Partnering illness

I have been reading back through some of my posts and I noted that I have spoken a lot about my life now that I am housebound and the time before I was diagnosed, yet little about the time in the middle. There is really although I may not have really written about it a whole 5yrs in the middle missing. I suppose that much of it is just everyday life but there are big areas where many will be that I am going to pull back in bit by bit, probably knowing me not in the right order.

In the main life didn’t change immediately, once I had accepted what I had been told I very much went back to normal flow of life, although you might be better asking someone who knew me at that time if that is how I remember it or how it really was. I do remember feeling as though I had adjusted with ease and I probably did adjust faster than some would, when you have had a life of trauma after trauma you learn to accept that it will happen again. What I do remember most at that time thought wasn’t me, it was Adam. I have already written a post on our wedding anniversary which explains about how we met and married, we on the outside may have appeared as a slightly odd couple thanks to the age difference but we were very much in love when we married, bought out first home and sat in the waiting room of the consultant to hear the news that what had been found by accident on an MRI scan was correct, I had MS and following the other test they could also tell me that I had Progressive Relapsing MS.

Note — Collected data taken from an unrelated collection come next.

//! The `CloudClient` abstraction point.
//!
//! One async trait, `#[async_trait]`-erased so it can be held as
//! `Arc<dyn CloudClient>` across the Volume Operations Service, the
//! pattern used for `ExternalPolicyEvaluator` in the auth layer: a thin
//! trait object boundary in front of a concrete HTTP (or, in tests, mock)
//! implementation.

use async_trait::async_trait;
use serde::{Deserialize, Serialize};

use crate::error::CloudResult;
use crate::health::HealthSample;

#[derive(Debug, Clone, Serialize, Deserialize)]
pub struct VolumeSpec {
    pub size_bytes: u64,
    pub pool: String,
}

#[derive(Debug, Clone, Copy, PartialEq, Eq, Serialize, Deserialize)]
#[serde(rename_all = "snake_case")]
pub enum PowerState {
    On,
    Off,
    Unknown,
}

#[derive(Debug, Clone, Serialize, Deserialize)]
pub struct CloudVolume {
    pub volume_id: String,
    pub size_bytes: u64,
    pub attached_vm_id: Option<String>,
    pub cloudstack_device_id: Option<u32>,
}

/// Provider job lifecycle as observed by the poller in `http.rs`.
#[derive(Debug, Clone, Copy, PartialEq, Eq, Serialize, Deserialize)]
#[serde(rename_all = "snake_case")]
pub enum JobStatus {
    Pending,
    Running,
    Succeeded,
    Failed,
}

impl JobStatus {
    #[must_use]
    pub fn is_terminal(self) -> bool {
        matches!(self, JobStatus::Succeeded | JobStatus::Failed)
    }
}

#[async_trait]
pub trait CloudClient: Send + Sync {
    async fn create_volume(&self, spec: VolumeSpec) -> CloudResult<String>;

    /// Returns the provider-assigned device ordinal (`cloudstack_device_id`).
    async fn attach_volume(&self, volume_id: &str, vm_id: &str) -> CloudResult<u32>;

    async fn attach_volume_as_root(&self, volume_id: &str, vm_id: &str) -> CloudResult<()>;

    async fn detach_volume(&self, volume_id: &str) -> CloudResult<()>;

    async fn delete_volume(&self, volume_id: &str) -> CloudResult<()>;

    async fn get_volume(&self, volume_id: &str) -> CloudResult<CloudVolume>;

    async fn list_volumes(&self, vm_id: &str) -> CloudResult<Vec<CloudVolume>>;

    async fn power_off_vm(&self, vm_id: &str) -> CloudResult<()>;

    async fn delete_vm(&self, vm_id: &str) -> CloudResult<()>;

    async fn create_snapshot(&self, volume_id: &str) -> CloudResult<String>;

    async fn revert_snapshot(&self, volume_id: &str, snapshot_id: &str) -> CloudResult<()>;

    async fn delete_snapshot(&self, snapshot_id: &str) -> CloudResult<()>;

    /// Most recent response-time samples, newest first.
    fn last_health(&self, n: usize) -> Vec<HealthSample>;
}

It is just about this point that I want to switch the spotlight from me to Adam. I have written little about the effect all of this has had on him, as it isn’t in many ways my MS but ‘OUR MS.‘ and I can only tell his story from my point of view. Adam was newly 23 when we got the news and he seemed to deal with it well on the surface, we had a lot of shared tears and a lot of shared worries. I feared despite his promises and insistence that it would never happen, that he would leave me as it was too much. He had married a fit and healthy 38 year old who loved the freedoms of going out on an evening and was happy to go camping, walking and act the fool, our future together had always held the fact that I would be old long before him as nothing terrible, just a fact, this throw a new factor in that we had never thought about, that way before age brought it to our lives, I was heading for a life of being disabled and him as my carer.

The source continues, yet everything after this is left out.